Mon supérieur est entré chez moi pendant que je dormais
Très vite, j’ai pris rendez-vous avec le commandant pour lui raconter ce qu’il se passait. Il a convoqué mon lieutenant, mais ce dernier a tout nié. Leur entretien n’a rien donné et le harcèlement a continué.
Un matin, alors que je dormais dans mon logement de fonction, situé dans la gendarmerie, je me suis retrouvée nez à nez avec mon supérieur. J’ai eu peur, j’ai paniqué et il est parti. Il avait pris le double des clefs de chez moi et s’était introduit dans mon domicile, sans aucune raison.
Quand je l’ai dénoncé à l’Inspection générale de la gendarmerie (IGGN), il a expliqué qu’il avait pris mes clés pour pouvoir me déposer un petit meuble. Pourquoi mon supérieur viendrait m’offrir un meuble de bon matin ?
Malgré cet aveu, il a continué à nier le harcèlement dont je l’accusais. Mes collègues ont également été convoqués et eux aussi ont contesté mes affirmations. L’IGGN a alors conclu qu’il n’y avait pas de harcèlement.
Je n’ai pas compris cette décision alors j’ai insisté, en leur demandant s’il était normal que l’on me fasse des remarques sur ma tenue vestimentaire en dehors du travail. Leur réponse était sans appel :
"Vous sortez de la gendarmerie en mode allumeuse !"
Mes collègues veulent me faire craquer
J’ai décidé de porter plainte. Par peur de perdre ce travail que j’aime tant, je ne l’ai pas fait plus tôt, mais aujourd’hui, il est temps. Je ne veux plus être victime de harcèlement sexuel, moral et de violation de domicile.
En attendant, mes collègues me mènent la vie dure. Ils entrent chez moi pour utiliser mes toilettes, ils ont déposé des clous sur ma place de parking et ont rayé ma voiture. Ils agissent ainsi dans l’intention de me nuire et veulent me faire craquer, tout en ayant le soutien de mon supérieur et de ma hiérarchie.
D’ailleurs, la section de recherche de la gendarmerie a auditionné le patron d’une boîte de nuit dans laquelle je vais régulièrement pour savoir si je n’étais pas gogo danseuse au sein de l’établissement. Tous veulent trouver des raisons de me faire partir, mais ils n’y parviendront pas.
La loi est la même pour tout le monde
Aujourd’hui, je suis en arrêt maladie, car je ne supportais plus mon quotidien au travail. J’ai fait une demande de mutation et j’attends la réponse. J’espère qu’elle sera positive.

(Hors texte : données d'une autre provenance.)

//! Test fixtures for API integration tests
//!
//! [`RecordingCreator`] stands in for the production resolver creator: it
//! gives every tenant and edge cluster a fixed name, reports a fixed page
//! and remembers which constructors were called.

#![allow(dead_code)]

use std::sync::{Arc, Mutex};

use async_graphql::ID;

use edgecloud_api::graphql::error::ResolverResult;
use edgecloud_api::graphql::types::{
    CreateEdgeClusterPayload, CreateTenantPayload, DeleteEdgeClusterPayload, DeleteTenantPayload,
    EdgeCluster, EdgeClusterTypeConnection, EdgeClusterTypeEdge, PageInfo, Tenant,
    TenantTypeConnection, TenantTypeEdge, UpdateEdgeClusterPayload, UpdateTenantPayload, User,
};
use edgecloud_api::ResolverCreator;

pub const FIXED_TENANT_NAME: &str = "fixture tenant";
pub const FIXED_EDGE_CLUSTER_NAME: &str = "fixture edge cluster";

/// Resolver creator with deterministic output that records its calls
#[derive(Default)]
pub struct RecordingCreator {
    calls: Mutex<Vec<String>>,
}

impl RecordingCreator {
    pub fn shared() -> Arc<Self> {
        Arc::new(Self::default())
    }

    /// Constructor calls in the order they happened
    pub fn calls(&self) -> Vec<String> {
        self.calls.lock().map(|c| c.clone()).unwrap_or_default()
    }

    fn record(&self, call: impl Into<String>) {
        if let Ok(mut calls) = self.calls.lock() {
            calls.push(call.into());
        }
    }
}

impl ResolverCreator for RecordingCreator {
    fn new_user(self: Arc<Self>, user_id: ID) -> ResolverResult<User> {
        self.record("user");
        User::new(self, user_id)
    }

    fn new_tenant(self: Arc<Self>, tenant_id: ID) -> ResolverResult<Tenant> {
        self.record(format!("tenant:{}", tenant_id.as_str()));
        Tenant::with_name(self, tenant_id, FIXED_TENANT_NAME)
    }

    fn new_tenant_edge(
        self: Arc<Self>,
        tenant_id: ID,
        cursor: String,
    ) -> ResolverResult<TenantTypeEdge> {
        self.record(format!("tenant_edge:{}", cursor));
        TenantTypeEdge::new(self, tenant_id, cursor)
    }

    fn new_tenant_connection(self: Arc<Self>) -> TenantTypeConnection {
        self.record("tenant_connection");
        TenantTypeConnection::new(self)
    }

    fn new_edge_cluster(self: Arc<Self>, edge_cluster_id: ID) -> ResolverResult<EdgeCluster> {
        self.record(format!("edge_cluster:{}", edge_cluster_id.as_str()));
        EdgeCluster::with_name(edge_cluster_id, FIXED_EDGE_CLUSTER_NAME)
    }

    fn new_edge_cluster_edge(
        self: Arc<Self>,
        edge_cluster_id: ID,
        cursor: String,
    ) -> ResolverResult<EdgeClusterTypeEdge> {
        self.record(format!("edge_cluster_edge:{}", cursor));
        EdgeClusterTypeEdge::new(self, edge_cluster_id, cursor)
    }

    fn new_edge_cluster_connection(self: Arc<Self>) -> EdgeClusterTypeConnection {
        self.record("edge_cluster_connection");
        EdgeClusterTypeConnection::new(self)
    }

    fn new_page_info(
        &self,
        start_cursor: Option<String>,
        end_cursor: Option<String>,
        _has_next_page: bool,
        _has_previous_page: bool,
    ) -> PageInfo {
        self.record("page_info");
        PageInfo::new(start_cursor, end_cursor, false, false)
    }

    fn new_create_tenant_payload(
        self: Arc<Self>,
        client_mutation_id: Option<String>,
    ) -> CreateTenantPayload {
        self.record("create_tenant_payload");
        CreateTenantPayload::new(self, client_mutation_id)
    }

    fn new_update_tenant_payload(
        self: Arc<Self>,
        tenant_id: ID,
        client_mutation_id: Option<String>,
    ) -> ResolverResult<UpdateTenantPayload> {
        self.record("update_tenant_payload");
        UpdateTenantPayload::new(self, tenant_id, client_mutation_id)
    }

    fn new_delete_tenant_payload(
        &self,
        tenant_id: ID,
        client_mutation_id: Option<String>,
    ) -> ResolverResult<DeleteTenantPayload> {
        self.record("delete_tenant_payload");
        DeleteTenantPayload::new(tenant_id, client_mutation_id)
    }

    fn new_create_edge_cluster_payload(
        self: Arc<Self>,
        client_mutation_id: Option<String>,
    ) -> CreateEdgeClusterPayload {
        self.record("create_edge_cluster_payload");
        CreateEdgeClusterPayload::new(self, client_mutation_id)
    }

    fn new_update_edge_cluster_payload(
        self: Arc<Self>,
        edge_cluster_id: ID,
        client_mutation_id: Option<String>,
    ) -> ResolverResult<UpdateEdgeClusterPayload> {
        self.record("update_edge_cluster_payload");
        UpdateEdgeClusterPayload::new(self, edge_cluster_id, client_mutation_id)
    }

    fn new_delete_edge_cluster_payload(
        &self,
        edge_cluster_id: ID,
        client_mutation_id: Option<String>,
    ) -> ResolverResult<DeleteEdgeClusterPayload> {
        self.record("delete_edge_cluster_payload");
        DeleteEdgeClusterPayload::new(edge_cluster_id, client_mutation_id)
    }
}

Si j’arrive à garder le moral, c’est grâce à tout le soutien que je reçois. Après avoir raconté mon histoire, de nombreuses femmes qui avaient subi le même type de harcèlement m’ont écrit, pour me remercier de les représenter. Nos histoires sont toutes différentes, mais on se retrouve sur un point : notre hiérarchie pense que tout est de notre faute.
Tout ce que je souhaite, c’est que ceux qui me gâchent la vie soient punis. Le problème, c’est que dans le secteur militaire, les harceleurs ne sont pratiquement jamais sanctionnés. Se sentant intouchables, ils se permettent tout, alors qu’ils sont censés représenter l’autorité.
Je voudrais simplement qu’on leur rappelle que la loi est la même pour tout le monde.